Getting Back

   Training as a
   Sales Excelle

 to Basics

 Basis for

by Wain Swapp

   IN THIS “HIGH-TECH DOT.COM” ECONOMY, we find ourselves learning an entirely new business vernacular. So while we are obligated to speak of “smart card java scripting” and “128-bit encryption for online payment gateways” and other such euphemisms, discussing the concept of “back to basics” sounds downright crude. As the Internet has proliferated, huge new opportunities have meant chasing the next new thing. But while the landscape has changed, consumers still make their decisions to buy based on the presentation of a well-trained representative of a product or service. It seems the more things change, the more they stay the same.
   From the onset of our business plan, experience suggested that the most effective way to develop a distribution channel would be through direct sales. We knew that many organizations were developing Internet -based marketing strategies and often forgetting to mature their sales forces in the process. Others who focused on retraining to keep pace with rapid change were exhausting resources on pure product knowledge. Understanding the new phenomena was consuming management’s focus and educating on the fundamentals of sales skills was moved to the back-burner. Like most in this business, we allocate extensive resources to research and development, however we continue to devote equal resources toward comprehensive sales training as well.
   Dealing with a competitive job market, we had to design a training process that would inform our Sales Representatives while at the same time, help them build successful habits.
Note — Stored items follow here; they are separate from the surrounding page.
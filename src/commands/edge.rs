// SPDX-License-Identifier: AGPL-3.0-or-later
// SPDX-FileCopyrightText: 2025 Jonathan D.A. Jewell
//! Edge management commands - create, reweigh and remove connections between points

use super::Session;
use anyhow::Result;
use mapgraph::types::{Connection, Id};

/// Arguments for edge commands
pub struct EdgeArgs {
    /// Target connection id
    pub id: Option<Id>,
    /// Source point id
    pub from: Option<Id>,
    /// Target point id
    pub to: Option<Id>,
    /// Explicit weight; defaults to the distance between the endpoints
    pub weight: Option<f64>,
}

/// Run edge command
pub fn run(session: &Session, action: &str, args: EdgeArgs) -> Result<()> {
    let mut store = session.load_store()?;

    match action {
        "add" | "create" | "draw" => {
            let from = args.from.ok_or_else(|| anyhow::anyhow!("--from is required"))?;
            let to = args.to.ok_or_else(|| anyhow::anyhow!("--to is required"))?;

            let source = store
                .vertex(from)
                .ok_or_else(|| anyhow::anyhow!("Vertex {} not found", from))?;
            let target = store
                .vertex(to)
                .ok_or_else(|| anyhow::anyhow!("Vertex {} not found", to))?;

            let id = store.next_edge_id();
            let connection = match args.weight {
                Some(weight) => Connection::new(id, from, to, weight),
                None => Connection::between(id, source, target),
            };

            store.add_edge(connection.clone())?;
            session.save_store(&store)?;

            if session.json {
                session.print_json(&connection)?;
            }
            session.status(&format!(
                "Edge {id} drawn from Vertex {from} to Vertex {to}."
            ));
            session.status(&format!("  weight: {}", session.number(connection.weight)));
        }

        "remove" | "delete" | "rm" => {
            let id = args
                .id
                .ok_or_else(|| anyhow::anyhow!("Edge id is required"))?;
            if !store.contains_edge(id) {
                anyhow::bail!("Edge {} not found", id);
            }

            store.remove_edge(id);
            session.save_store(&store)?;
            session.status(&format!("Edge {id} removed."));
        }

        "reweigh" | "weight" => {
            let id = args
                .id
                .ok_or_else(|| anyhow::anyhow!("Edge id is required"))?;
            if !store.contains_edge(id) {
                anyhow::bail!("Edge {} not found", id);
            }
            let weight = match args.weight {
                Some(weight) => weight,
                None => store
                    .connection_length(id)
                    .ok_or_else(|| anyhow::anyhow!("Edge {} has a missing endpoint", id))?,
            };

            store.set_edge_weight(id, weight)?;
            session.save_store(&store)?;
            session.status(&format!(
                "Edge {id} weight set to {}.",
                session.number(weight)
            ));
        }

        "list" | "ls" => {
            if session.json {
                return session.print_json(&store.edges().collect::<Vec<_>>());
            }
            if store.edge_count() == 0 {
                println!("No edges defined. Use 'mapgraph edge add' to create one.");
                return Ok(());
            }

            println!("Edges ({}):", store.edge_count());
            for c in store.edges() {
                let label_of = |id: Id| {
                    store
                        .vertex(id)
                        .map_or_else(|| id.to_string(), |p| p.label.clone())
                };
                println!(
                    "  {} : {} --[{}]--> {}",
                    c.id,
                    label_of(c.from),
                    session.number(c.weight),
                    label_of(c.to)
                );
            }
        }

        other => {
            anyhow::bail!("Unknown action: {}. Valid: add, remove, reweigh, list", other);
        }
    }

    Ok(())
}
// SPDX-License-Identifier: AGPL-3.0-or-later
// SPDX-FileCopyrightText: 2025 Jonathan D.A. Jewell
//
//! Mapgraph CLI - build, query and persist weighted point maps

use anyhow::Result;
use clap::{CommandFactory, Parser, Subcommand};
use std::path::PathBuf;
use tracing_subscriber::EnvFilter;

mod commands;

use commands::edge::EdgeArgs;
use commands::vertex::VertexArgs;
use commands::Session;

#[derive(Parser)]
#[command(name = "mapgraph")]
#[command(author, version, about, long_about = None)]
#[command(propagate_version = true)]
struct Cli {
    /// Increase verbosity (-v, -vv, -vvv)
    #[arg(short, long, action = clap::ArgAction::Count, global = true)]
    verbose: u8,

    /// Quiet mode (suppress non-error output)
    #[arg(short, long, global = true)]
    quiet: bool,

    /// Configuration file path
    #[arg(short, long, env = "MAPGRAPH_CONFIG", global = true)]
    config: Option<PathBuf>,

    /// Map directory (holds vertices.json and edges.json)
    #[arg(short, long, env = "MAPGRAPH_MAP_DIR", global = true)]
    map: Option<PathBuf>,

    /// Disable colored output
    #[arg(long, env = "NO_COLOR", global = true)]
    no_color: bool,

    /// Output in JSON format
    #[arg(long, global = true)]
    json: bool,

    #[command(subcommand)]
    command: Commands,
}

#[derive(Subcommand)]
enum Commands {
    /// Create an empty map in the map directory
    Init {
        /// Replace an existing map
        #[arg(long)]
        force: bool,
    },

    /// Manage points
    Vertex {
        /// Action: add, remove, move, rename, show, list
        action: String,

        /// Point id
        id: Option<u32>,

        /// Horizontal coordinate
        #[arg(long, allow_hyphen_values = true)]
        x: Option<f64>,

        /// Vertical coordinate
        #[arg(long, allow_hyphen_values = true)]
        y: Option<f64>,

        /// Point label
        #[arg(long)]
        label: Option<String>,
    },

    /// Manage connections
    Edge {
        /// Action: add, remove, reweigh, list
        action: String,

        /// Connection id
        id: Option<u32>,

        /// Source point id
        #[arg(long)]
        from: Option<u32>,

        /// Target point id
        #[arg(long)]
        to: Option<u32>,

        /// Weight for add or reweigh (defaults to the distance between the points)
        #[arg(long)]
        weight: Option<f64>,
    },

    /// Search points by label or connections by weight
    Search {
        /// What to search: label, weight
        by: String,

        /// Label text or weight (matched to two decimals)
        value: String,
    },

    /// Shortest path between two points
    Path {
        /// Start point id
        from: u32,

        /// End point id
        to: u32,
    },

    /// Get or set configuration
    Config {
        /// Configuration key (omit to show everything)
        key: Option<String>,

        /// Value to set (omit to get)
        value: Option<String>,
    },

    /// Generate shell completions
    Completions {
        /// Shell type (bash, zsh, fish, powershell)
        shell: clap_complete::Shell,
    },
}

fn main() -> Result<()> {
    let cli = Cli::parse();

    let config_path = cli
        .config
        .clone()
        .unwrap_or_else(mapgraph::config::default_path);
    let config = mapgraph::config::load(&config_path)?;

    // Initialize logging
    let directive = match cli.verbose {
        0 if cli.quiet => "error".to_string(),
        0 => config.log_level.clone(),
        1 => "debug".to_string(),
        _ => "trace".to_string(),
    };
    let filter = EnvFilter::try_new(&directive).unwrap_or_else(|_| EnvFilter::new("info"));

    tracing_subscriber::fmt()
        .with_env_filter(filter)
        .with_target(false)
        .with_writer(std::io::stderr)
        .init();

    let session = Session {
        map_dir: cli.map.clone().unwrap_or_else(|| config.map_dir.clone()),
        json: cli.json,
        color: !cli.no_color && !cli.json,
        precision: config.precision,
    };

    // Execute command
    match cli.command {
        Commands::Init { force } => commands::init::run(&session, force),
        Commands::Vertex { action, id, x, y, label } => {
            commands::vertex::run(&session, &action, VertexArgs { id, x, y, label })
        }
        Commands::Edge { action, id, from, to, weight } => {
            commands::edge::run(&session, &action, EdgeArgs { id, from, to, weight })
        }
        Commands::Search { by, value } => commands::search::run(&session, &by, &value),
        Commands::Path { from, to } => commands::path::run(&session, from, to),
        Commands::Config { key, value } => {
            commands::config::run(&config_path, &config, key, value)
        }
        Commands::Completions { shell } => commands::completions::run(shell, Cli::command()),
    }
}
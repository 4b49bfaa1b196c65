// SPDX-License-Identifier: AGPL-3.0-or-later
// SPDX-FileCopyrightText: 2025 Jonathan D.A. Jewell

use anyhow::{Context, Result};
use mapgraph::config::{self, Config, KEYS};
use std::path::Path;

pub fn run(path: &Path, current: &Config, key: Option<String>, value: Option<String>) -> Result<()> {
    match (key, value) {
        (None, _) => {
            tracing::debug!("Showing configuration from {}", path.display());
            let rendered = toml::to_string_pretty(current).context("Failed to render configuration")?;
            println!("# {}", path.display());
            print!("{rendered}");
        }
        (Some(key), None) => {
            let shown = current.get(&key).ok_or_else(|| {
                anyhow::anyhow!("Unknown config key: {}. Valid: {}", key, KEYS.join(", "))
            })?;
            println!("{shown}");
        }
        (Some(key), Some(value)) => {
            tracing::info!("Setting {} = {}", key, value);
            config::set(path, &key, &value)?;
            println!("Set {} = {} in {}", key, value, path.display());
        }
    }
    Ok(())
}
// SPDX-License-Identifier: AGPL-3.0-or-later
// SPDX-FileCopyrightText: 2025 Jonathan D.A. Jewell
//! Directed weighted adjacency over point ids, with shortest-path queries

use crate::error::{MapError, Result};
use crate::types::{Id, Point};
use petgraph::algo::astar;
use petgraph::graphmap::DiGraphMap;
use petgraph::visit::EdgeRef;

/// Adjacency index keyed by point id.
///
/// The index holds ids only; the points themselves live in the store. At most
/// one arc exists per ordered `(from, to)` pair.
#[derive(Debug, Clone)]
pub struct GraphIndex {
    graph: DiGraphMap<Id, f64>,
}

impl Default for GraphIndex {
    fn default() -> Self {
        Self::new()
    }
}

impl GraphIndex {
    /// Create an empty index
    #[must_use]
    pub fn new() -> Self {
        Self {
            graph: DiGraphMap::new(),
        }
    }

    /// Add a node for `id`. Returns false if it was already indexed.
    pub fn insert_vertex(&mut self, id: Id) -> bool {
        if self.graph.contains_node(id) {
            return false;
        }
        self.graph.add_node(id);
        true
    }

    /// Remove the node for `id` together with every arc touching it
    pub fn remove_vertex(&mut self, id: Id) -> bool {
        self.graph.remove_node(id)
    }

    /// Add or overwrite the arc `from -> to`.
    ///
    /// Both endpoints must already be indexed; otherwise nothing happens and
    /// false is returned.
    pub fn insert_edge(&mut self, from: Id, to: Id, weight: f64) -> bool {
        if !self.graph.contains_node(from) || !self.graph.contains_node(to) {
            return false;
        }
        self.graph.add_edge(from, to, weight);
        true
    }

    /// Add or overwrite the arc between two points, weighted by their distance
    pub fn insert_edge_by_distance(&mut self, from: &Point, to: &Point) -> bool {
        self.insert_edge(from.id, to.id, from.distance_to(to))
    }

    /// Remove the arc `from -> to` if present
    pub fn remove_edge(&mut self, from: Id, to: Id) -> bool {
        self.graph.remove_edge(from, to).is_some()
    }

    /// Is `id` indexed?
    #[must_use]
    pub fn contains_vertex(&self, id: Id) -> bool {
        self.graph.contains_node(id)
    }

    /// Is there an arc `from -> to`?
    #[must_use]
    pub fn contains_edge(&self, from: Id, to: Id) -> bool {
        self.graph.contains_edge(from, to)
    }

    /// Weight of the arc `from -> to`
    #[must_use]
    pub fn weight(&self, from: Id, to: Id) -> Option<f64> {
        self.graph.edge_weight(from, to).copied()
    }

    /// Number of indexed points
    #[must_use]
    pub fn vertex_count(&self) -> usize {
        self.graph.node_count()
    }

    /// Number of arcs
    #[must_use]
    pub fn edge_count(&self) -> usize {
        self.graph.edge_count()
    }

    /// True if no point is indexed
    #[must_use]
    pub fn is_empty(&self) -> bool {
        self.graph.node_count() == 0
    }

    /// Drop every node and arc
    pub fn clear(&mut self) {
        self.graph.clear();
    }

    /// Minimum-weight path from `start` to `end`, both included.
    ///
    /// Empty when either endpoint is unknown or `end` is unreachable. A path
    /// from a point to itself is `[start]`.
    #[must_use]
    pub fn shortest_path(&self, start: Id, end: Id) -> Vec<Id> {
        self.search(start, end).map(|(_, path)| path).unwrap_or_default()
    }

    /// Total weight of the minimum-weight path from `start` to `end`
    pub fn path_cost(&self, start: Id, end: Id) -> Result<f64> {
        self.search(start, end)
            .map(|(cost, _)| cost)
            .ok_or(MapError::NoPath {
                from: start,
                to: end,
            })
    }

    /// Dijkstra, expressed as A* with a zero heuristic so the path comes back
    /// along with the cost.
    fn search(&self, start: Id, end: Id) -> Option<(f64, Vec<Id>)> {
        if !self.graph.contains_node(start) || !self.graph.contains_node(end) {
            return None;
        }
        astar(
            &self.graph,
            start,
            |node| node == end,
            |edge| *edge.weight(),
            |_| 0.0,
        )
    }
}

#[cfg(test)]
mod tests {
    use super::*;

    /// 0 -> 1 (3), 1 -> 2 (4), 0 -> 2 (10)
    fn triangle() -> GraphIndex {
        let mut index = GraphIndex::new();
        for id in 0..3 {
            index.insert_vertex(id);
        }
        index.insert_edge(0, 1, 3.0);
        index.insert_edge(1, 2, 4.0);
        index.insert_edge(0, 2, 10.0);
        index
    }

    #[test]
    fn test_insert_vertex_idempotent() {
        let mut index = GraphIndex::new();
        assert!(index.insert_vertex(5));
        assert!(!index.insert_vertex(5));
        assert_eq!(index.vertex_count(), 1);
    }

    #[test]
    fn test_edge_needs_both_endpoints() {
        let mut index = GraphIndex::new();
        index.insert_vertex(0);

        assert!(!index.insert_edge(0, 1, 1.0));
        assert!(!index.contains_vertex(1));
        assert_eq!(index.edge_count(), 0);
    }

    #[test]
    fn test_insert_edge_overwrites_weight() {
        let mut index = triangle();
        index.insert_edge(0, 1, 1.5);

        assert_eq!(index.weight(0, 1), Some(1.5));
        assert_eq!(index.edge_count(), 3);
    }

    #[test]
    fn test_insert_edge_by_distance() {
        let a = Point::new(0, 0.0, 0.0);
        let b = Point::new(1, 6.0, 8.0);
        let mut index = GraphIndex::new();
        index.insert_vertex(a.id);
        index.insert_vertex(b.id);

        assert!(index.insert_edge_by_distance(&a, &b));
        assert_eq!(index.weight(0, 1), Some(10.0));
        assert!(!index.contains_edge(1, 0));
    }

    #[test]
    fn test_remove_vertex_drops_incident_arcs() {
        let mut index = triangle();
        assert!(index.remove_vertex(1));

        assert!(!index.contains_edge(0, 1));
        assert!(!index.contains_edge(1, 2));
        assert!(index.contains_edge(0, 2));
        assert!(!index.remove_vertex(1));
    }

    #[test]
    fn test_shortest_path_prefers_cheaper_detour() {
        let index = triangle();

        assert_eq!(index.shortest_path(0, 2), vec![0, 1, 2]);
        assert!((index.path_cost(0, 2).unwrap() - 7.0).abs() < f64::EPSILON);
    }

    #[test]
    fn test_shortest_path_respects_direction() {
        let index = triangle();

        assert!(index.shortest_path(2, 0).is_empty());
        assert!(matches!(
            index.path_cost(2, 0),
            Err(MapError::NoPath { from: 2, to: 0 })
        ));
    }

    #[test]
    fn test_no_path_after_removing_edge() {
        let mut index = triangle();
        index.remove_edge(1, 2);
        index.remove_edge(0, 2);

        assert!(index.shortest_path(0, 2).is_empty());
        assert!(index.path_cost(0, 2).is_err());
    }

    #[test]
    fn test_trivial_path() {
        let index = triangle();

        assert_eq!(index.shortest_path(1, 1), vec![1]);
        assert_eq!(index.path_cost(1, 1).unwrap(), 0.0);
    }

    #[test]
    fn test_unknown_endpoint_is_no_path() {
        let index = triangle();

        assert!(index.shortest_path(0, 42).is_empty());
        assert!(index.shortest_path(42, 42).is_empty());
        assert!(index.path_cost(42, 0).is_err());
    }

    #[test]
    fn test_tie_break_is_stable() {
        // Two equal-cost routes 0 -> 1 -> 3 and 0 -> 2 -> 3
        let build = || {
            let mut index = GraphIndex::new();
            for id in 0..4 {
                index.insert_vertex(id);
            }
            index.insert_edge(0, 1, 1.0);
            index.insert_edge(0, 2, 1.0);
            index.insert_edge(1, 3, 1.0);
            index.insert_edge(2, 3, 1.0);
            index
        };

        let first = build().shortest_path(0, 3);
        for _ in 0..10 {
            assert_eq!(build().shortest_path(0, 3), first);
        }
        assert_eq!(first.len(), 3);
    }

    #[test]
    fn test_clear() {
        let mut index = triangle();
        index.clear();
        assert!(index.is_empty());
        assert_eq!(index.edge_count(), 0);
    }
}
Experience reminded me that exercises of repetition create behaviors that are undeniably crucial to survival. In an industry in constant flux, we could barrage our salespeople daily with industry trends and updates in the hopes that it would make them well-rounded and better informed. But repeated focus on sales presentation techniques produced consistently higher quality results in the overall sales process. Product knowledge is important too. However, if you can master the basics and close sales, the rest will come.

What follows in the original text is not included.